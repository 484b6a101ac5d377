//! Configuration options for building a [`TreeStore`](crate::TreeStore).

#[cfg(feature = "serde")]
use serde::{Deserialize, Serialize};

/// How much checking happens at construction time.
#[derive(Clone, Copy, Debug, PartialEq, Eq)]
#[cfg_attr(feature = "serde", derive(Serialize, Deserialize))]
#[cfg_attr(feature = "serde", serde(rename_all = "lowercase"))]
pub enum Validation {
    /// Index whatever is given, in linear time.
    Permissive,
    /// Reject duplicate ids, reserved ids, dangling parents and cycles.
    Strict,
}

impl Default for Validation {
    fn default() -> Self {
        Self::Permissive
    }
}

/// Options controlling how a store is built.
#[derive(Clone, Debug, Default, PartialEq, Eq)]
#[cfg_attr(feature = "serde", derive(Serialize, Deserialize))]
#[cfg_attr(feature = "serde", serde(default))]
pub struct StoreOptions {
    /// Checking performed on the input records.
    pub validation: Validation,
}

impl StoreOptions {
    /// Create new options with default values.
    pub fn new() -> Self {
        Self::default()
    }

    /// Set the validation mode.
    pub fn validation(mut self, validation: Validation) -> Self {
        self.validation = validation;
        self
    }

    /// Shorthand for strict validation.
    pub fn strict(self) -> Self {
        self.validation(Validation::Strict)
    }
}
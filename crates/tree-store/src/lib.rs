//! Tree Store Library
//!
//! An in-memory index over a flat list of tree-shaped records. Each record
//! carries its own id and the id of its parent; the store derives the
//! lookup tables needed to answer single-item, direct-children,
//! all-descendants and ancestor-chain queries without rescanning the input.
//!
//! # Core Concepts
//!
//! - **TreeItem**: a plain record (`id`, `parent`, optional `type` tag)
//! - **TreeRecord**: trait for indexing your own record types
//! - **TreeStore**: the immutable index and its queries
//! - **Root sentinel**: the parent value `"root"`, marking top-level records
//!
//! # Example
//!
//! ```
//! use tree_store::prelude::*;
//!
//! let store = TreeStore::new(vec![
//!     TreeItem::root(1),
//!     TreeItem::new(2, 1).with_kind("test"),
//!     TreeItem::new(3, 2),
//! ]);
//!
//! assert_eq!(store.get_children(&1.into()).len(), 1);
//! assert_eq!(store.get_all_children(&1.into()).len(), 2);
//! for ancestor in store.get_all_parents(&3.into()).unwrap() {
//!     println!("{}", ancestor.id);
//! }
//! ```

mod error;
mod index;
mod item;
mod options;
mod store;
mod traversal;
mod validate;

pub use error::{Result, TreeStoreError};
pub use item::{ItemId, ParentId, TreeItem, TreeRecord};
pub use options::{StoreOptions, Validation};
pub use store::TreeStore;
pub use traversal::{Ancestors, TraversalOrder, Walker};
pub use validate::{Issue, ValidationReport};

/// Re-export common types for convenience
pub mod prelude {
    pub use crate::{
        ItemId, ParentId, StoreOptions, TraversalOrder, TreeItem, TreeRecord, TreeStore,
        TreeStoreError, Validation,
    };
}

* * * * * * *

EXERCISE REQUIREMENTS –
Working through the records above, copy each line in which "into" is found.

RESPONSE TO THE EXERCISE –
//! assert_eq!(store.get_children(&1.into()).len(), 1);
//! assert_eq!(store.get_all_children(&1.into()).len(), 2);
//! for ancestor in store.get_all_parents(&3.into()).unwrap() {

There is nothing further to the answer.